· ai and automation · 14 min read
Expert in the loop: rethinking AI oversight
Human in the loop made sense when AI errors were obvious. The failures we see now look like working software, and only an expert can tell the difference.

Something has shifted in the last twelve months, and the language we use to describe AI oversight hasn’t caught up.
For years, “human in the loop” was the safety phrase that put everyone at ease. The AI does the work, a person checks it before anything ships, and the worst outcomes get caught by someone with a brain and a conscience. Fine. That made sense when AI was bad enough that errors were obvious, like a hallucinated citation or a piece of code that wouldn’t compile. The human’s job was to catch what the model couldn’t possibly get right.
That world is gone. The AI now produces output that looks finished. It compiles, it runs, it passes the demo. The bug isn’t visible until someone with the right kind of expertise actually goes looking, and most of the time, nobody does.
When I hear someone say their workflow has a human in the loop, the question I want to ask is which human, and what are they qualified to catch?
This is more than a semantic complaint. The gap between AI as an accelerator and AI as a liability generator often comes down to who, exactly, is in that loop, and at WebArt Design we are seeing both outcomes, sometimes inside the same project.
Two worlds, one tool
The same AI tooling that builds a polished prototype in a weekend can also ship a security incident into production. What changes between those two outcomes is rarely the model. It’s the context the model is operating inside.

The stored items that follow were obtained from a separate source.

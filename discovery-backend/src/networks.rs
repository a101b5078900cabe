//! Network definitions
//!
//! Built-in Identity Registry deployments per network, optionally overridden
//! from `config/networks.ron`. Also resolves which JSON-RPC endpoint the chain
//! scanner talks to.

use serde::{Deserialize, Serialize};
use std::collections::HashMap;
use std::path::Path;
use std::sync::OnceLock;
use strum::{AsRefStr, Display, EnumString};

use crate::config::Config;

/// Networks with a known Identity Registry deployment
#[derive(
    Debug, Clone, Copy, PartialEq, Eq, Hash, Serialize, Deserialize, Display, EnumString, AsRefStr,
)]
#[strum(serialize_all = "kebab-case", ascii_case_insensitive)]
#[serde(rename_all = "kebab-case")]
pub enum Network {
    Mainnet,
    Base,
    Sepolia,
    BaseSepolia,
}

impl Default for Network {
    fn default() -> Self {
        Network::Base
    }
}

impl Network {
    pub fn all() -> &'static [Network] {
        &[Network::Mainnet, Network::Base, Network::Sepolia, Network::BaseSepolia]
    }

    pub fn chain_id(&self) -> u64 {
        self.config().chain_id
    }

    /// Effective configuration: file override if loaded, otherwise built-in.
    pub fn config(&self) -> NetworkConfig {
        NETWORK_OVERRIDES
            .get()
            .and_then(|overrides| overrides.get(self).cloned())
            .unwrap_or_else(|| self.builtin())
    }

    fn builtin(&self) -> NetworkConfig {
        match self {
            Network::Mainnet => NetworkConfig {
                chain_id: 1,
                identity_registry: MAINNET_IDENTITY_REGISTRY.to_string(),
                genesis_block: 24_339_871,
                subgraph_id: None,
                public_rpc: "https://eth.llamarpc.com".to_string(),
            },
            Network::Base => NetworkConfig {
                chain_id: 8453,
                identity_registry: MAINNET_IDENTITY_REGISTRY.to_string(),
                genesis_block: 41_663_783,
                subgraph_id: None,
                public_rpc: "https://mainnet.base.org".to_string(),
            },
            Network::Sepolia => NetworkConfig {
                chain_id: 11155111,
                identity_registry: TESTNET_IDENTITY_REGISTRY.to_string(),
                genesis_block: 9_989_393,
                subgraph_id: None,
                public_rpc: "https://ethereum-sepolia-rpc.publicnode.com".to_string(),
            },
            Network::BaseSepolia => NetworkConfig {
                chain_id: 84532,
                identity_registry: TESTNET_IDENTITY_REGISTRY.to_string(),
                genesis_block: 36_304_165,
                subgraph_id: None,
                public_rpc: "https://sepolia.base.org".to_string(),
            },
        }
    }

    fn alchemy_subdomain(&self) -> &'static str {
        match self {
            Network::Mainnet => "eth-mainnet",
            Network::Base => "base-mainnet",
            Network::Sepolia => "eth-sepolia",
            Network::BaseSepolia => "base-sepolia",
        }
    }
}

const MAINNET_IDENTITY_REGISTRY: &str = "0x8004A169FB4a3325136EB29fA0ceB6D2e539a432";
const TESTNET_IDENTITY_REGISTRY: &str = "0x8004A818BFB912233c491871b3d84c89A494BD9e";

/// Per-network deployment details
#[derive(Debug, Clone, PartialEq, Serialize, Deserialize)]
pub struct NetworkConfig {
    pub chain_id: u64,
    pub identity_registry: String,
    /// Block the registry was deployed at; chain scans start here.
    pub genesis_block: u64,
    /// Hosted indexer subgraph id. The Graph source is unavailable without one.
    #[serde(default)]
    pub subgraph_id: Option<String>,
    pub public_rpc: String,
}

static NETWORK_OVERRIDES: OnceLock<HashMap<Network, NetworkConfig>> = OnceLock::new();

/// Load network overrides from `networks.ron` in the config directory.
/// Missing or unparsable files leave the built-in definitions in place.
pub fn load_networks(config_dir: &Path) {
    let config_path = config_dir.join("networks.ron");

    if !config_path.exists() {
        log::info!("No networks.ron found, using built-in network definitions");
        return;
    }

    let overrides = match std::fs::read_to_string(&config_path) {
        Ok(content) => match parse_networks(&content) {
            Ok(networks) => {
                log::info!(
                    "Loaded {} network definitions from config: {:?}",
                    networks.len(),
                    networks.keys().collect::<Vec<_>>()
                );
                networks
            }
            Err(e) => {
                log::error!("Failed to parse networks.ron: {}", e);
                return;
            }
        },
        Err(e) => {
            log::error!("Failed to read networks.ron: {}", e);
            return;
        }
    };

    if NETWORK_OVERRIDES.set(overrides).is_err() {
        log::warn!("Network definitions already initialized");
    }
}

/// Keys are network names (`"base"`, `"base-sepolia"`, ...). Unknown names are skipped.
pub fn parse_networks(content: &str) -> Result<HashMap<Network, NetworkConfig>, ron::error::SpannedError> {
    let raw = ron::from_str::<HashMap<String, NetworkConfig>>(content)?;
    Ok(raw
        .into_iter()
        .filter_map(|(name, config)| match name.parse::<Network>() {
            Ok(network) => Some((network, config)),
            Err(_) => {
                log::warn!("Ignoring unknown network '{}' in networks.ron", name);
                None
            }
        })
        .collect())
}

/// RPC endpoint resolution: custom override → Alchemy → public RPC.
pub fn resolve_rpc_url(network: Network, config: &Config) -> String {
    if let Some(url) = config.rpc_endpoints.get(network.as_ref()) {
        log::info!("[networks] Custom RPC endpoint for {}: {}", network, url);
        return url.clone();
    }

    if let Some(ref key) = config.alchemy_api_key {
        let url = format!("https://{}.g.alchemy.com/v2/{}", network.alchemy_subdomain(), key);
        log::info!("[networks] Alchemy RPC for {}", network);
        return url;
    }

    let url = network.config().public_rpc;
    log::info!("[networks] Public RPC for {}: {}", network, url);
    url
}

/// Subgraph id for the Graph source: environment override → networks.ron.
pub fn resolve_subgraph_id(network: Network, config: &Config) -> Option<String> {
    config
        .graph_subgraph_ids
        .get(network.as_ref())
        .cloned()
        .or_else(|| network.config().subgraph_id)
        .filter(|id| !id.trim().is_empty())
}

#[cfg(test)]
mod tests {
    use super::*;

    #[test]
    fn test_network_parse_and_display() {
        assert_eq!("base-sepolia".parse::<Network>().unwrap(), Network::BaseSepolia);
        assert_eq!("Mainnet".parse::<Network>().unwrap(), Network::Mainnet);
        assert_eq!(Network::BaseSepolia.to_string(), "base-sepolia");
        assert!("solana".parse::<Network>().is_err());
    }

    #[test]
    fn test_builtin_chain_ids() {
        assert_eq!(Network::Base.chain_id(), 8453);
        assert_eq!(Network::Mainnet.chain_id(), 1);
        assert_eq!(Network::BaseSepolia.chain_id(), 84532);
    }

    #[test]
    fn test_parse_networks_ron() {
        let content = r#"{
            "base": (
                chain_id: 8453,
                identity_registry: "0x8004A169FB4a3325136EB29fA0ceB6D2e539a432",
                genesis_block: 100,
                subgraph_id: Some("abc123"),
                public_rpc: "https://mainnet.base.org",
            ),
            "solana": (
                chain_id: 0,
                identity_registry: "",
                genesis_block: 0,
                public_rpc: "",
            ),
        }"#;
        let networks = parse_networks(content).unwrap();
        assert_eq!(networks.len(), 1);
        let base = networks.get(&Network::Base).unwrap();
        assert_eq!(base.genesis_block, 100);
        assert_eq!(base.subgraph_id.as_deref(), Some("abc123"));
    }

    #[test]
    fn test_resolve_rpc_url_tiers() {
        let mut config = Config::default();
        assert_eq!(resolve_rpc_url(Network::Base, &config), "https://mainnet.base.org");

        config.alchemy_api_key = Some("key".to_string());
        assert_eq!(
            resolve_rpc_url(Network::Base, &config),
            "https://base-mainnet.g.alchemy.com/v2/key"
        );

        config.rpc_endpoints.insert("base".to_string(), "https://custom.example".to_string());
        assert_eq!(resolve_rpc_url(Network::Base, &config), "https://custom.example");
    }

    #[test]
    fn test_resolve_subgraph_id_prefers_env() {
        let mut config = Config::default();
        assert!(resolve_subgraph_id(Network::Sepolia, &config).is_none());

        config.graph_subgraph_ids.insert("sepolia".to_string(), "sub-1".to_string());
        assert_eq!(resolve_subgraph_id(Network::Sepolia, &config).as_deref(), Some("sub-1"));
    }
}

In a startup or solo-builder context, vibe coding works fine. You move fast, the AI maintains its own mess, and if the codebase becomes incoherent, you can regenerate large parts of it without anyone losing sleep. Technical debt accrues against future-you, and future-you might not even need to pay it off. There’s a real argument that traditional code-quality concerns (readability, naming conventions, modularity) only matter because humans maintain code. If only the AI ever reads it, who exactly are you optimising for?

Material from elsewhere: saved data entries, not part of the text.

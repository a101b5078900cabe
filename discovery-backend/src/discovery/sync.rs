//! Sync orchestration
//!
//! Runs the source cascade for one network at a time, records sync state, and
//! answers staleness questions for the read path.

use chrono::{DateTime, Utc};
use dashmap::DashMap;
use serde::Serialize;
use std::sync::Arc;
use std::time::Duration;

use super::sources::{GraphSource, SyncSource};
use super::{SourceKind, SyncOptions, SyncOutcome, SyncStatus};
use crate::db::Database;
use crate::error::{format_failures, DiscoveryError, Result};
use crate::models::AgentRecord;
use crate::networks::Network;

/// SyncState concerns, stored as `<network>:<concern>`
pub mod keys {
    pub const LAST_SYNC_AT: &str = "last_sync_at";
    pub const LAST_SCANNED_BLOCK: &str = "last_scanned_block";
    pub const SOURCE: &str = "source";
    pub const MIN_FEEDBACK: &str = "min_feedback";
    pub const TOTAL_AGENTS: &str = "total_agents";
    pub const INDEXED_COUNT: &str = "indexed_count";
    pub const SKIPPED_COUNT: &str = "skipped_count";
}

pub fn state_key(network: Network, concern: &str) -> String {
    format!("{}:{}", network, concern)
}

/// Result of a staleness-gated refresh
#[derive(Debug, Clone, Copy, PartialEq, Eq, Serialize)]
pub struct RefreshOutcome {
    pub synced: bool,
    pub count: u64,
}

/// In-memory view of a network's last sync
#[derive(Debug, Clone, Default, Serialize)]
pub struct NetworkStatus {
    pub status: SyncStatus,
    pub last_outcome: Option<SyncOutcome>,
    pub last_error: Option<String>,
    pub updated_at: Option<DateTime<Utc>>,
}

pub struct SyncOrchestrator {
    db: Arc<Database>,
    graph: Option<Arc<GraphSource>>,
    /// Automatic cascade, tried in order
    cascade: Vec<Arc<dyn SyncSource>>,
    /// Explicit last resort, never part of the cascade
    chain: Option<Arc<dyn SyncSource>>,
    default_min_feedback: u64,
    locks: DashMap<Network, Arc<tokio::sync::Mutex<()>>>,
    statuses: DashMap<Network, NetworkStatus>,
}

impl SyncOrchestrator {
    pub fn new(db: Arc<Database>, default_min_feedback: u64) -> Self {
        Self {
            db,
            graph: None,
            cascade: Vec::new(),
            chain: None,
            default_min_feedback,
            locks: DashMap::new(),
            statuses: DashMap::new(),
        }
    }

    /// The Graph source always heads the cascade and also serves point lookups.
    pub fn with_graph(mut self, graph: Arc<GraphSource>) -> Self {
        self.cascade.insert(0, graph.clone());
        self.graph = Some(graph);
        self
    }

    /// Append a fallback source to the cascade.
    pub fn with_source(mut self, source: Arc<dyn SyncSource>) -> Self {
        self.cascade.push(source);
        self
    }

    pub fn with_chain(mut self, chain: Arc<dyn SyncSource>) -> Self {
        self.chain = Some(chain);
        self
    }

    pub fn db(&self) -> &Arc<Database> {
        &self.db
    }

    pub fn default_options(&self) -> SyncOptions {
        SyncOptions::quiet(self.default_min_feedback)
    }

    fn lock_for(&self, network: Network) -> Arc<tokio::sync::Mutex<()>> {
        self.locks.entry(network).or_default().value().clone()
    }

    fn set_status(&self, network: Network, status: SyncStatus, outcome: Option<&SyncOutcome>, error: Option<String>) {
        let mut entry = self.statuses.entry(network).or_default();
        entry.status = status;
        if let Some(outcome) = outcome {
            entry.last_outcome = Some(outcome.clone());
        }
        entry.last_error = error;
        entry.updated_at = Some(Utc::now());
    }

    pub fn status(&self, network: Network) -> NetworkStatus {
        self.statuses.get(&network).map(|s| s.value().clone()).unwrap_or_default()
    }

    /// Full sync through the cascade. A concurrent trigger for the same
    /// network waits for the running pass.
    pub async fn sync(&self, network: Network, options: &SyncOptions) -> Result<SyncOutcome> {
        let lock = self.lock_for(network);
        let _guard = lock.lock().await;
        self.sync_locked(network, options).await
    }

    async fn sync_locked(&self, network: Network, options: &SyncOptions) -> Result<SyncOutcome> {
        self.set_status(network, SyncStatus::Syncing, None, None);
        let mut failures: Vec<(SourceKind, String)> = Vec::new();

        for source in &self.cascade {
            if !source.is_available(network) {
                log::debug!("[sync] {} source not configured for {}, skipping", source.kind(), network);
                continue;
            }

            progress_start(options, source.kind(), network);
            match source.sync(network, options).await {
                Ok(outcome) => {
                    if let Err(e) = self.record_success(network, &outcome, options) {
                        self.set_status(network, SyncStatus::Failed, Some(&outcome), Some(e.to_string()));
                        return Err(e);
                    }
                    let status = if outcome.is_partial() || !failures.is_empty() {
                        SyncStatus::PartialFailure
                    } else {
                        SyncStatus::Success
                    };
                    let error = (!failures.is_empty()).then(|| format_failures(&failures));
                    self.set_status(network, status, Some(&outcome), error);
                    log::info!(
                        "[sync] {} synced from {}: {} indexed, {} skipped, {} known",
                        network,
                        outcome.source,
                        outcome.indexed,
                        outcome.skipped,
                        outcome.total_known
                    );
                    return Ok(outcome);
                }
                Err(e) => {
                    log::warn!("[sync] {} source failed for {}: {}", source.kind(), network, e);
                    failures.push((source.kind(), e.to_string()));
                }
            }
        }

        let err = DiscoveryError::AllSourcesFailed(failures);
        self.set_status(network, SyncStatus::Failed, None, Some(err.to_string()));
        Err(err)
    }

    /// Explicit chain scan, resuming after the last scanned block.
    pub async fn sync_from_chain(&self, network: Network) -> Result<SyncOutcome> {
        let chain = self
            .chain
            .clone()
            .ok_or_else(|| DiscoveryError::Config("Chain scanning is not configured".to_string()))?;
        if !chain.is_available(network) {
            return Err(DiscoveryError::Config(format!("No chain reader for {}", network)));
        }

        let lock = self.lock_for(network);
        let _guard = lock.lock().await;
        let options = self.default_options().verbose();

        self.set_status(network, SyncStatus::Syncing, None, None);
        match chain.sync(network, &options).await {
            Ok(outcome) => {
                if let Err(e) = self.record_success(network, &outcome, &options) {
                    self.set_status(network, SyncStatus::Failed, Some(&outcome), Some(e.to_string()));
                    return Err(e);
                }
                let status = if outcome.is_partial() { SyncStatus::PartialFailure } else { SyncStatus::Success };
                self.set_status(network, status, Some(&outcome), None);
                log::info!(
                    "[sync] {} chain scan: {} indexed, {} failed range(s)",
                    network,
                    outcome.indexed,
                    outcome.failed_ranges
                );
                Ok(outcome)
            }
            Err(e) => {
                self.set_status(network, SyncStatus::Failed, None, Some(e.to_string()));
                Err(e)
            }
        }
    }

    fn record_success(&self, network: Network, outcome: &SyncOutcome, options: &SyncOptions) -> Result<()> {
        let mut entries = vec![
            (state_key(network, keys::LAST_SYNC_AT), outcome.finished_at.to_rfc3339()),
            (state_key(network, keys::SOURCE), outcome.source.to_string()),
            (state_key(network, keys::MIN_FEEDBACK), options.min_feedback.to_string()),
            (state_key(network, keys::TOTAL_AGENTS), outcome.total_known.to_string()),
            (state_key(network, keys::INDEXED_COUNT), outcome.indexed.to_string()),
            (state_key(network, keys::SKIPPED_COUNT), outcome.skipped.to_string()),
        ];
        if let Some(block) = outcome.last_block {
            entries.push((state_key(network, keys::LAST_SCANNED_BLOCK), block.to_string()));
        }
        self.db.set_sync_state_many(&entries)
    }

    pub fn last_sync_at(&self, network: Network) -> Result<Option<DateTime<Utc>>> {
        let raw = self.db.get_sync_state(&state_key(network, keys::LAST_SYNC_AT))?;
        Ok(raw.and_then(|v| match DateTime::parse_from_rfc3339(&v) {
            Ok(t) => Some(t.with_timezone(&Utc)),
            Err(e) => {
                log::warn!("[sync] Unreadable last_sync_at '{}' for {}: {}", v, network, e);
                None
            }
        }))
    }

    pub fn is_stale(&self, network: Network, ttl: Duration) -> Result<bool> {
        self.is_stale_at(network, ttl, Utc::now())
    }

    /// True with no recorded sync, or when more than `ttl` has passed since it.
    pub fn is_stale_at(&self, network: Network, ttl: Duration, now: DateTime<Utc>) -> Result<bool> {
        let Some(last) = self.last_sync_at(network)? else {
            return Ok(true);
        };
        // A timestamp in the future counts as fresh
        Ok(now.signed_duration_since(last).to_std().is_ok_and(|elapsed| elapsed > ttl))
    }

    /// Sync only when stale. Staleness is re-checked under the network lock so
    /// a queued refresh after a concurrent sync is a no-op.
    pub async fn refresh_cache(&self, network: Network, ttl: Duration) -> Result<RefreshOutcome> {
        if !self.is_stale(network, ttl)? {
            return Ok(RefreshOutcome { synced: false, count: self.db.count_agents_on(network.chain_id())? });
        }

        let lock = self.lock_for(network);
        let _guard = lock.lock().await;
        if !self.is_stale(network, ttl)? {
            return Ok(RefreshOutcome { synced: false, count: self.db.count_agents_on(network.chain_id())? });
        }

        self.sync_locked(network, &self.default_options()).await?;
        Ok(RefreshOutcome { synced: true, count: self.db.count_agents_on(network.chain_id())? })
    }

    /// Store first; on a miss, a live Graph lookup that is not persisted.
    pub async fn lookup_by_id(&self, agent_id: u64, network: Network) -> Result<Option<AgentRecord>> {
        if let Some(record) = self.db.get_agent(network.chain_id(), agent_id)? {
            return Ok(Some(record));
        }
        match &self.graph {
            Some(graph) if graph.is_available(network) => {
                log::debug!("[sync] Cache miss for agent {}, querying graph", agent_id);
                graph.lookup(network, agent_id).await
            }
            _ => Ok(None),
        }
    }
}

fn progress_start(options: &SyncOptions, kind: SourceKind, network: Network) {
    super::progress!(options, "[sync] Trying {} for {}", kind, network);
}

#[cfg(test)]
pub(crate) mod testing {
    //! Scripted cascade steps for orchestrator and scheduler tests.

    use super::*;
    use async_trait::async_trait;
    use std::sync::atomic::{AtomicUsize, Ordering};

    /// Writes `records` on success, or fails with an upstream error.
    pub struct StubSource {
        pub kind: SourceKind,
        pub records: Vec<AgentRecord>,
        pub fail: bool,
        pub db: Arc<Database>,
        pub calls: AtomicUsize,
        pub delay: Option<Duration>,
    }

    impl StubSource {
        pub fn ok(kind: SourceKind, db: Arc<Database>, records: Vec<AgentRecord>) -> Self {
            Self { kind, records, fail: false, db, calls: AtomicUsize::new(0), delay: None }
        }

        pub fn failing(kind: SourceKind, db: Arc<Database>) -> Self {
            Self { kind, records: Vec::new(), fail: true, db, calls: AtomicUsize::new(0), delay: None }
        }

        pub fn calls(&self) -> usize {
            self.calls.load(Ordering::SeqCst)
        }
    }

    #[async_trait]
    impl SyncSource for StubSource {
        fn kind(&self) -> SourceKind {
            self.kind
        }

        fn is_available(&self, _network: Network) -> bool {
            true
        }

        async fn sync(&self, _network: Network, _options: &SyncOptions) -> Result<SyncOutcome> {
            self.calls.fetch_add(1, Ordering::SeqCst);
            if let Some(delay) = self.delay {
                tokio::time::sleep(delay).await;
            }
            if self.fail {
                return Err(DiscoveryError::upstream(Some(503), format!("{} unavailable", self.kind)));
            }
            let mut outcome = SyncOutcome::new(self.kind);
            for record in &self.records {
                self.db.upsert_agent(record)?;
                outcome.indexed += 1;
            }
            outcome.total_known = outcome.indexed;
            Ok(outcome)
        }
    }
}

I’m sympathetic to that argument right up until the moment the project has real users and real data. Then everything changes.

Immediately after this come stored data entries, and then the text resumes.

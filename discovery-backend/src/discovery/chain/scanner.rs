//! Adaptive block-range scanning for mint events

use std::sync::Arc;

use super::rpc::{ChainReader, MintEvent};

/// Initial window size, inclusive
pub const CHUNK_SIZE: u64 = 10_000;
/// Windows are not split below this size; a failing sub-range is given up.
pub const MIN_CHUNK: u64 = 2_000;

/// Result of one scan. A partial scan is still a result.
#[derive(Debug, Default)]
pub struct ScanReport {
    pub events: Vec<MintEvent>,
    /// Inclusive sub-ranges that could not be read at the minimum size
    pub failed_ranges: Vec<(u64, u64)>,
}

pub struct ChainScanner {
    reader: Arc<dyn ChainReader>,
}

impl ChainScanner {
    pub fn new(reader: Arc<dyn ChainReader>) -> Self {
        Self { reader }
    }

    pub fn reader(&self) -> &Arc<dyn ChainReader> {
        &self.reader
    }

    /// Scan `[from_block, to_block]` in `CHUNK_SIZE` windows. A failing window
    /// is halved recursively while halves stay at or above `MIN_CHUNK`.
    pub async fn scan(&self, from_block: u64, to_block: u64) -> ScanReport {
        let mut report = ScanReport::default();
        if from_block > to_block {
            return report;
        }

        let mut start = from_block;
        while start <= to_block {
            let end = start.saturating_add(CHUNK_SIZE - 1).min(to_block);
            self.scan_window(start, end, &mut report).await;
            if end == u64::MAX {
                break;
            }
            start = end + 1;
        }

        if !report.failed_ranges.is_empty() {
            log::warn!(
                "[chain] Partial scan of {}..={}: {} sub-range(s) unreadable",
                from_block,
                to_block,
                report.failed_ranges.len()
            );
        }
        report
    }

    async fn scan_window(&self, start: u64, end: u64, report: &mut ScanReport) {
        // Depth-first so sub-ranges are attempted in block order
        let mut pending = vec![(start, end)];
        while let Some((from, to)) = pending.pop() {
            match self.reader.mint_logs(from, to).await {
                Ok(events) => {
                    log::debug!("[chain] {}..={}: {} mint(s)", from, to, events.len());
                    report.events.extend(events);
                }
                Err(e) => {
                    let size = to - from + 1;
                    let half = size / 2;
                    if half >= MIN_CHUNK {
                        log::warn!("[chain] {}..={} failed ({}), splitting", from, to, e);
                        let mid = from + half;
                        pending.push((mid, to));
                        pending.push((from, mid - 1));
                    } else {
                        log::warn!("[chain] Giving up on {}..={}: {}", from, to, e);
                        report.failed_ranges.push((from, to));
                    }
                }
            }
        }
    }
}

#[cfg(test)]
mod tests {
    use super::*;
    use crate::discovery::chain::testing::FakeChain;

    fn mint(agent_id: u64, block_number: u64) -> MintEvent {
        MintEvent { agent_id, owner: format!("0x{:040x}", agent_id), block_number }
    }

    #[tokio::test]
    async fn test_windows_cover_range_in_order() {
        let chain = Arc::new(FakeChain {
            mints: vec![mint(1, 100), mint(2, 15_000), mint(3, 25_000)],
            ..Default::default()
        });
        let scanner = ChainScanner::new(chain.clone());

        let report = scanner.scan(0, 25_000).await;
        let ids: Vec<u64> = report.events.iter().map(|e| e.agent_id).collect();
        assert_eq!(ids, vec![1, 2, 3]);
        assert!(report.failed_ranges.is_empty());
        assert_eq!(chain.queries(), vec![(0, 9_999), (10_000, 19_999), (20_000, 25_000)]);
    }

    #[tokio::test]
    async fn test_failing_window_halves_then_gives_up_and_continues() {
        let chain = Arc::new(FakeChain {
            mints: vec![mint(1, 500), mint(2, 12_000)],
            failing: vec![(3_000, 3_000)],
            ..Default::default()
        });
        let scanner = ChainScanner::new(chain.clone());

        let report = scanner.scan(0, 19_999).await;

        let queries = chain.queries();
        let sizes: Vec<u64> = queries.iter().map(|(a, b)| b - a + 1).collect();
        assert_eq!(sizes.iter().filter(|&&s| s == 10_000).count(), 2);
        assert_eq!(sizes.iter().filter(|&&s| s == 5_000).count(), 2);
        assert_eq!(
            queries,
            vec![
                (0, 9_999),
                (0, 4_999),
                (0, 2_499),
                (2_500, 4_999),
                (5_000, 9_999),
                (10_000, 19_999),
            ]
        );

        // Only the 2,500-block slice holding the bad block is lost
        assert_eq!(report.failed_ranges, vec![(2_500, 4_999)]);
        let ids: Vec<u64> = report.events.iter().map(|e| e.agent_id).collect();
        assert_eq!(ids, vec![1, 2]);
    }

    #[tokio::test]
    async fn test_whole_window_unreadable() {
        let chain = Arc::new(FakeChain { failing: vec![(0, 9_999)], ..Default::default() });
        let scanner = ChainScanner::new(chain.clone());

        let report = scanner.scan(0, 9_999).await;
        let sizes: Vec<u64> = chain.queries().iter().map(|(a, b)| b - a + 1).collect();
        assert_eq!(sizes, vec![10_000, 5_000, 2_500, 2_500, 5_000, 2_500, 2_500]);
        assert_eq!(report.failed_ranges.len(), 4);
        assert!(report.events.is_empty());
    }

    #[tokio::test]
    async fn test_empty_range() {
        let chain = Arc::new(FakeChain::default());
        let report = ChainScanner::new(chain.clone()).scan(10, 9).await;
        assert!(report.events.is_empty());
        assert!(chain.queries().is_empty());
    }
}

In an enterprise or regulated context, you have pre-existing data structures, compliance obligations, integrations with systems no one fully understands, and an audit trail that someone is going to subpoena one day. The AI’s output is the easy part. The guard rails around the AI are the entire job. Quality in this world is bounded not by what the model can produce, but by how strictly the organisation can enforce its rules on the output.
The dangerous middle is the growing band of mid-market companies who are trying to apply startup workflows to enterprise problems. They saw the demo, they liked the speed, and they are about to find out that “it works” and “it’s safe to run on customer data” are different sentences.
The economics that nobody priced in
For two decades, the SaaS narrative was that software costs trend toward zero. Once you’ve written it, the marginal cost of one more user is basically nothing. That assumption shaped how every modern company budgets technology.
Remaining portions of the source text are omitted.